The Commission’s executive director, a prominent participant in next week’s conference, has in a 2011 speech at Lithuania’s parliament and in an on-the-record 2012 interview denied the early murderous violence of the Lithuanian Activist Front (LAF) and other fascist organizations who unleashed murder of Jewish neighbors in dozens of locations in Lithuania before the arrival of German forces. He ties his denials to charges of Jewish communism as a factor invoked to mitigate the barbarous murders of Jewish civilians by the LAF which had in fact published its intentions regarding the country’s Jewish citizens in leaflets distributed before the start of the war.
Among those who have publicly resigned on principle in earlier years from the Commission and its associated committees of experts, principally over the Commission’s failure to publicly condemn the defamation by state prosecutors of Holocaust survivors who joined the anti-Nazi resistance, are Sir Martin Gilbert (London), Prof. Gershon Greenberg (Washington, DC), Prof. Konrad Kwiet (Sydney) and Prof.
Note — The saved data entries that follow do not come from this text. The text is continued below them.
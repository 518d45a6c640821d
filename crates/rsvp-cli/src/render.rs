//! Plain-text rendering of the admin listing.

use std::fmt::Display;

use chrono::TimeZone;
use rsvp_core::{
  listing::{RsvpListing, Tally},
  record::{Attendance, RsvpRecord},
};

pub fn tally(t: &Tally) -> String {
  format!(
    "Total confirmaciones: {}\nAsistirán:            {}\nNo asistirán:         {}",
    t.total, t.attending, t.not_attending
  )
}

fn attendance_label(a: Attendance) -> &'static str {
  match a {
    Attendance::Yes => "Asistirá",
    Attendance::No => "No asistirá",
  }
}

/// One line per record; timestamps shown in `tz`.
pub fn record<Tz>(r: &RsvpRecord, tz: &Tz) -> String
where
  Tz: TimeZone,
  Tz::Offset: Display,
{
  let when = r.created_at.with_timezone(tz).format("%d/%m/%Y %H:%M");
  let mut line = format!("{:<32} {:<12}", r.full_name(), attendance_label(r.attending));
  if let Some(phone) = &r.phone {
    line.push_str(&format!(" tel {phone:<14}"));
  }
  line.push_str(&format!(" {when}"));
  line
}

pub fn listing<Tz>(l: &RsvpListing, tz: &Tz) -> String
where
  Tz: TimeZone,
  Tz::Offset: Display,
{
  let mut out = tally(&l.tally);
  out.push_str("\n\n");
  if l.records.is_empty() {
    out.push_str("No hay confirmaciones aún");
  } else {
    let lines: Vec<_> = l.records.iter().map(|r| record(r, tz)).collect();
    out.push_str(&lines.join("\n"));
  }
  out
}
Dov Levin (Jerusalem).
Other partners of the forthcoming November 2012 conference in Vilnius include the Genocide Center, which continues to have a Nazi march organizer on its staff and whose affiliated institutions include antisemitic material (at the Genocide Museum, Gruto parkas, and on its own website). Recently, even the state-sponsored Jewish Museum issued (for the first time) a public statement explaining its refusal to appear at one meeting with the Genocide Center’s representatives. This was reported in the London Jewish News.
But for the Double Genocide movement in Vilnius and its prime engine, the Red-Brown Commission, it can seem daily practice to join forces with and thereby legitimize the most antisemitic and Holocaust-revisionist of the country’s institutions.
The conference features not a single lecture offering a clearly opposing point of view. Its participants include prominent personalities from one side of the argument. Among them: MEP Landsbergis, author of a recent book sanitizing and glorifying the 1941 Nazi puppet government (last spring he berated colleagues who protested the reburial of the puppet PM); Professor K. Girnius, a staunch “partial sanitizer” of the same 1941 government (see replies by Donskis and Vasiliauskaitė); Professor S. Liekis, director of the Vilnius Yiddish [!] Institute who told the Economist last year that a Litvak protest letter was one of “two Talibans” (the other being the antisemitic establishment in the country).
“United Europe — United History” was in fact the original name of the January 2008 conclave in Tallinn that served as precursor to the Prague Declaration (and various of that event’s leaders are precisely the same folks coming to town for the Vilnius conference next week). British human rights champion MP John Mann rose in the House of Commons on 31 January 2008 to explain to the British Parliament what it was all about:
“On 22 January, in Tallinn, Estonia, five MEPs from five different countries met to launch a group called Common Europe—Common History. It has the same theme—the need for an equal evaluation of history.
It is just a traditional form of prejudice, rewritten in a modern context. In essence, it is trying to equate communism and Judaism as one conspiracy and rewrite history from a nationalist point of view. Those are elected MEPs.”
John Mann MP is the chairman of the UK’s All-Party Parliamentary Group against Antisemitism.